In his address to the UN, US President Barack Obama said that his country seeks a future where Palestinians live in a sovereign state of their own, with no limit to what they can achieve.
"There's no question that the Palestinians have seen that vision delayed for too long. It is precisely because we believe so strongly in the aspirations of the Palestinian people that America has invested so much time and so much effort in the building of a Palestinian state, and the negotiations that can deliver a Palestinian state," he said.
"But understand this as well: America's commitment to Israel's security is unshakeable. Our friendship with Israel is deep and enduring. And so we believe that any lasting peace must acknowledge the very real security concerns that Israel faces every single day. Let us be honest with ourselves: Israel is surrounded by neighbours that have waged repeated wars against it. Israel's citizens have been killed by rockets fired at their houses and suicide bombs on their buses," Obama added.
"The Jewish people carry the burden of centuries of exile and persecution, and fresh memories of knowing that six million people were killed simply because of who they are. Those are facts. They cannot be denied. The Jewish people have forged a successful state in their historic homeland. Israel deserves recognition," he said.

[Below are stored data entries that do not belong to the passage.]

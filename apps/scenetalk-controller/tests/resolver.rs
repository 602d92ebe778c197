use std::io::{Cursor, Write};
use std::path::PathBuf;
use std::sync::{Arc, Mutex};
use std::time::Duration;

use async_trait::async_trait;
use axum::body::{Body, Bytes};
use axum::http::{header, StatusCode};
use axum::response::IntoResponse;
use axum::routing::get;
use axum::Router;
use catalog_client::{AdvertiseAck, AssetRecord, Catalog, CatalogError, DownloadInfo, WorkerAdvertisement};
use futures_util::{stream, StreamExt};
use scenetalk_controller::protocol::{AdminReply, FileUpload, PackageRef, ResolveRequest};
use scenetalk_controller::resolver::{Downloader, Resolver};
use scenetalk_controller::work::{
    resolve_queue, response_queue, ResolveOutcome, ResolveQueue, ResponseQueueReceiver,
};
use serde_json::Map;
use tempfile::TempDir;
use tokio::net::TcpListener;
use tokio::task::JoinHandle;
use tokio_util::sync::CancellationToken;

const HDA_BYTES: &[u8] = b"hda-contents";
const PNG_BYTES: &[u8] = b"\x89PNG\r\n\x1a\nnot-really-a-png";
const IDLE_TIMEOUT: Duration = Duration::from_millis(500);

/// Catalog double that records every call it receives.
struct StubCatalog {
    files: String,
    calls: Mutex<Vec<String>>,
}

impl StubCatalog {
    fn new(files: String) -> Self {
        Self {
            files,
            calls: Mutex::new(Vec::new()),
        }
    }

    fn record(&self, call: String) {
        self.calls.lock().unwrap().push(call);
    }

    fn calls(&self) -> Vec<String> {
        self.calls.lock().unwrap().clone()
    }
}

fn asset(name: &str, package_id: Option<&str>) -> AssetRecord {
    AssetRecord {
        asset_id: Some(format!("asset_{name}")),
        name: Some(name.to_string()),
        version: Some(serde_json::json!([1, 0])),
        package_id: package_id.map(str::to_string),
        ..Default::default()
    }
}

fn download(url: String, content_type: Option<&str>) -> DownloadInfo {
    DownloadInfo {
        url,
        content_type: content_type.map(str::to_string),
        name: None,
        size: None,
        extra: Map::new(),
    }
}

#[async_trait]
impl Catalog for StubCatalog {
    async fn get_asset(&self, asset_id: &str, version: &str) -> Result<AssetRecord, CatalogError> {
        self.record(format!("by_id:{asset_id}@{version}"));
        Ok(asset("by_id", Some("pkg_plain")))
    }

    async fn get_asset_by_name(
        &self,
        name: &str,
        version: &str,
    ) -> Result<Option<AssetRecord>, CatalogError> {
        self.record(format!("by_name:{name}@{version}"));
        Ok(match name {
            "crystal_pack" => Some(asset(name, Some("pkg_plain"))),
            "zipped_pack" => Some(asset(name, Some("pkg_zip"))),
            "hollow_pack" => Some(asset(name, None)),
            _ => None,
        })
    }

    async fn get_download_info(&self, file_id: &str) -> Result<DownloadInfo, CatalogError> {
        self.record(format!("download_info:{file_id}"));
        let files = &self.files;
        Ok(match file_id {
            "pkg_plain" => download(format!("{files}/files/crystal_pack.hda?sig=abc"), None),
            "pkg_zip" => download(format!("{files}/files/archive"), Some("application/zip")),
            "file_png" => download(format!("{files}/files/image"), Some("image/png")),
            "file_broken" => download(format!("{files}/files/broken"), Some("image/png")),
            "file_stalled" => download(format!("{files}/files/stalled"), Some("model/x-hda")),
            _ => download(format!("{files}/files/image"), None),
        })
    }

    async fn advertise(&self, _: &WorkerAdvertisement) -> Result<AdvertiseAck, CatalogError> {
        Ok(AdvertiseAck::default())
    }
}

fn bundle_zip() -> Vec<u8> {
    let mut writer = zip::ZipWriter::new(Cursor::new(Vec::new()));
    let options = zip::write::SimpleFileOptions::default();
    writer.start_file("scene/main.hda", options).unwrap();
    writer.write_all(HDA_BYTES).unwrap();
    writer.start_file("README.txt", options).unwrap();
    writer.write_all(b"crystal pack").unwrap();
    writer.finish().unwrap().into_inner()
}

async fn spawn_file_server() -> String {
    let archive = bundle_zip();
    let router = Router::new()
        .route("/files/crystal_pack.hda", get(|| async { HDA_BYTES }))
        .route(
            "/files/archive",
            get(move || {
                let archive = archive.clone();
                async move {
                    (
                        [(header::CONTENT_DISPOSITION, r#"attachment; filename="bundle.zip""#)],
                        archive,
                    )
                        .into_response()
                }
            }),
        )
        .route("/files/image", get(|| async { PNG_BYTES }))
        .route(
            "/files/broken",
            get(|| async { (StatusCode::INTERNAL_SERVER_ERROR, "storage offline") }),
        )
        .route(
            "/files/stalled",
            get(|| async {
                // A few bytes, then nothing more.
                let body = stream::once(async { Ok::<_, std::io::Error>(Bytes::from_static(b"hda")) })
                    .chain(stream::pending());
                Body::from_stream(body)
            }),
        );
    let listener = TcpListener::bind("127.0.0.1:0").await.unwrap();
    let addr = listener.local_addr().unwrap();
    tokio::spawn(async move {
        axum::serve(listener, router).await.ok();
    });
    format!("http://{addr}")
}

struct Harness {
    catalog: Arc<StubCatalog>,
    cache: TempDir,
    jobs: ResolveQueue,
    replies: ResponseQueueReceiver,
    shutdown: CancellationToken,
    resolver: JoinHandle<()>,
}

impl Harness {
    async fn start() -> Self {
        let files = spawn_file_server().await;
        let catalog = Arc::new(StubCatalog::new(files));
        let cache = TempDir::new().unwrap();
        let (jobs, jobs_rx) = resolve_queue();
        let (responses, replies) = response_queue();
        let shutdown = CancellationToken::new();

        let resolver = Resolver::new(
            catalog.clone(),
            Downloader::new(Duration::from_secs(5), IDLE_TIMEOUT).unwrap(),
            cache.path().join("packages"),
            responses,
        );
        let token = shutdown.clone();
        let resolver = tokio::spawn(async move {
            resolver.run(jobs_rx, token).await.unwrap();
        });

        Self {
            catalog,
            cache,
            jobs,
            replies,
            shutdown,
            resolver,
        }
    }

    fn cache_dir(&self) -> PathBuf {
        self.cache.path().join("packages")
    }

    async fn resolve(&self, request: ResolveRequest) -> ResolveOutcome {
        self.jobs.submit(request).unwrap().wait().await
    }

    async fn stop(self) {
        self.shutdown.cancel();
        tokio::time::timeout(Duration::from_secs(1), self.resolver)
            .await
            .expect("resolver should stop promptly")
            .unwrap();
    }
}

fn resolved(outcome: ResolveOutcome) -> PathBuf {
    match outcome {
        ResolveOutcome::Resolved(path) => path,
        other => panic!("expected a resolved path, got {other:?}"),
    }
}

#[test_timeout::tokio_timeout_test]
async fn resolve_for_cook_downloads_package_into_cache() {
    let harness = Harness::start().await;
    let package = PackageRef::by_name("crystal_pack", "1.0", Some("default".into()));

    let path = resolved(harness.resolve(ResolveRequest::ForCook(package)).await);

    assert_eq!(path, harness.cache_dir().join("crystal_pack.hda"));
    assert_eq!(std::fs::read(&path).unwrap(), HDA_BYTES);
    assert_eq!(
        harness.catalog.calls(),
        ["by_name:crystal_pack@1.0", "download_info:pkg_plain"]
    );
    harness.stop().await;
}

#[test_timeout::tokio_timeout_test]
async fn asset_id_lookup_never_queries_by_name() {
    let harness = Harness::start().await;
    let mut package = PackageRef::by_id("asset_77", "2.0");
    package.package_name = Some("crystal_pack".into());

    resolved(harness.resolve(ResolveRequest::ForCook(package)).await);

    let calls = harness.catalog.calls();
    assert_eq!(calls[0], "by_id:asset_77@2.0");
    assert!(calls.iter().all(|call| !call.starts_with("by_name")));
    harness.stop().await;
}

#[test_timeout::tokio_timeout_test]
async fn zip_packages_resolve_to_extracted_directory() {
    let harness = Harness::start().await;
    let package = PackageRef::by_name("zipped_pack", "1.0", None);

    let path = resolved(harness.resolve(ResolveRequest::ForCook(package)).await);

    assert_eq!(path, harness.cache_dir().join("bundle"));
    assert!(path.is_dir());
    assert_eq!(std::fs::read(path.join("scene/main.hda")).unwrap(), HDA_BYTES);
    assert_eq!(std::fs::read(path.join("README.txt")).unwrap(), b"crystal pack");
    assert!(harness.cache_dir().join("bundle.zip").is_file());
    harness.stop().await;
}

#[test_timeout::tokio_timeout_test]
async fn file_resolve_reports_upload_and_is_repeatable() {
    let mut harness = Harness::start().await;
    let request = ResolveRequest::File {
        file_id: "file_png".into(),
    };

    let first = resolved(harness.resolve(request.clone()).await);
    let first_bytes = std::fs::read(&first).unwrap();
    let second = resolved(harness.resolve(request).await);
    let second_bytes = std::fs::read(&second).unwrap();

    assert_eq!(first, harness.cache_dir().join("file_png.png"));
    assert_eq!(first_bytes, PNG_BYTES);
    assert_eq!(first_bytes, second_bytes);

    let expected = AdminReply::FileUpload {
        data: FileUpload {
            file_id: "file_png".into(),
            file_path: first.display().to_string(),
        },
    };
    let shutdown = harness.shutdown.clone();
    assert_eq!(harness.replies.next(&shutdown).await, Some(expected.clone()));
    assert_eq!(harness.replies.next(&shutdown).await, Some(expected));
    harness.stop().await;
}

#[test_timeout::tokio_timeout_test]
async fn failures_complete_the_request_and_keep_the_loop_alive() {
    let harness = Harness::start().await;

    let unknown = harness
        .resolve(ResolveRequest::ForCook(PackageRef::by_name("ghost_pack", "1.0", None)))
        .await;
    assert!(matches!(unknown, ResolveOutcome::Failed(reason) if reason.contains("ghost_pack")));

    let hollow = harness
        .resolve(ResolveRequest::ForCook(PackageRef::by_name("hollow_pack", "1.0", None)))
        .await;
    assert!(matches!(hollow, ResolveOutcome::Failed(reason) if reason.contains("package_id")));

    let untyped = harness
        .resolve(ResolveRequest::File {
            file_id: "file_untyped".into(),
        })
        .await;
    assert!(matches!(untyped, ResolveOutcome::Failed(reason) if reason.contains("content type")));

    let package = PackageRef::by_name("crystal_pack", "1.0", None);
    resolved(harness.resolve(ResolveRequest::ForCook(package)).await);
    harness.stop().await;
}

#[test_timeout::tokio_timeout_test]
async fn error_status_from_file_host_fails_the_request() {
    let mut harness = Harness::start().await;

    let outcome = harness
        .resolve(ResolveRequest::File {
            file_id: "file_broken".into(),
        })
        .await;
    assert!(
        matches!(&outcome, ResolveOutcome::Failed(reason) if reason.contains("500")),
        "got {outcome:?}"
    );
    assert!(!harness.cache_dir().join("file_broken.png").exists());

    // No upload is announced for the failed file.
    resolved(
        harness
            .resolve(ResolveRequest::File {
                file_id: "file_png".into(),
            })
            .await,
    );
    let shutdown = harness.shutdown.clone();
    match harness.replies.next(&shutdown).await {
        Some(AdminReply::FileUpload { data }) => assert_eq!(data.file_id, "file_png"),
        other => panic!("unexpected reply {other:?}"),
    }
    harness.stop().await;
}

#[test_timeout::tokio_timeout_test]
async fn stalled_download_times_out_and_leaves_no_partial_file() {
    let harness = Harness::start().await;

    let outcome = harness
        .resolve(ResolveRequest::File {
            file_id: "file_stalled".into(),
        })
        .await;
    assert!(
        matches!(&outcome, ResolveOutcome::Failed(reason) if reason.contains("stalled")),
        "got {outcome:?}"
    );
    let leftovers: Vec<_> = std::fs::read_dir(harness.cache_dir())
        .unwrap()
        .map(|entry| entry.unwrap().file_name())
        .collect();
    assert!(leftovers.is_empty(), "cache holds {leftovers:?}");

    // The resolver is still serving requests.
    let package = PackageRef::by_name("crystal_pack", "1.0", None);
    resolved(harness.resolve(ResolveRequest::ForCook(package)).await);
    harness.stop().await;
}

#[test_timeout::tokio_timeout_test]
async fn shutdown_releases_an_idle_resolver() {
    let harness = Harness::start().await;
    tokio::time::sleep(Duration::from_millis(20)).await;
    assert!(!harness.resolver.is_finished());
    harness.stop().await;
}

#[test_timeout::tokio_timeout_test]
async fn queued_work_is_abandoned_at_shutdown() {
    let (jobs, jobs_rx) = resolve_queue();
    let (responses, _replies) = response_queue();
    let shutdown = CancellationToken::new();
    let cache = TempDir::new().unwrap();
    let resolver = Resolver::new(
        Arc::new(StubCatalog::new("http://127.0.0.1:9".into())),
        Downloader::new(Duration::from_secs(1), IDLE_TIMEOUT).unwrap(),
        cache.path(),
        responses,
    );

    let waiter = jobs
        .submit(ResolveRequest::File {
            file_id: "file_png".into(),
        })
        .unwrap();
    shutdown.cancel();
    resolver.run(jobs_rx, shutdown).await.unwrap();
    assert_eq!(waiter.wait().await, ResolveOutcome::Abandoned);
    assert!(cache.path().read_dir().unwrap().next().is_none());
}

"It deserves normal relations with its neighbours. And friends of the Palestinians do them no favours by ignoring this truth, just as friends of Israel must recognise the need to pursue a two-state solution with a secure Israel next to an independent Palestine. That is the truth -- each side has legitimate aspirations -- and that's part of what makes peace so hard. And the deadlock will only be broken when each side learns to stand in the other's shoes; each side can see the world through the other's eyes. That's what we should be encouraging. That's what we should be promoting," Obama, whose speech came for a lot of criticism from the PLO, said.
Although India's Permanent Representative to the UN Ambassador Hardeep Singh Puri made the remarks ahead of the President's speech, he was confident that New Delhi was not going to change its stance regarding Palestine at the UN.
"There is no question of India coming under pressure on the PLO question. We were the first non-Arab nation to recognise the aspiration for Palestinian statehood," Puri said at a press briefing in response to a question.
"You can't be more definitive," he said, alluding to the PM's letter. "I am appalled by the idea that India is going to change its position (because of pressure)."
Noting that India has full diplomatic relations with Israel since 1992 and an 'excellent relations' with he US, Puri said India's foreign policy does not influence each other country.
"The kind of foreign policy we pursue does not influence the other. We believe that if Palestinians come to the UN to pursue its aspirations, then at the same time it will recommit itself to the goal of direct negotiations (with Israel),"
"Let me be absolutely clear and assure you of India's full support for Palestine at the UN," he added.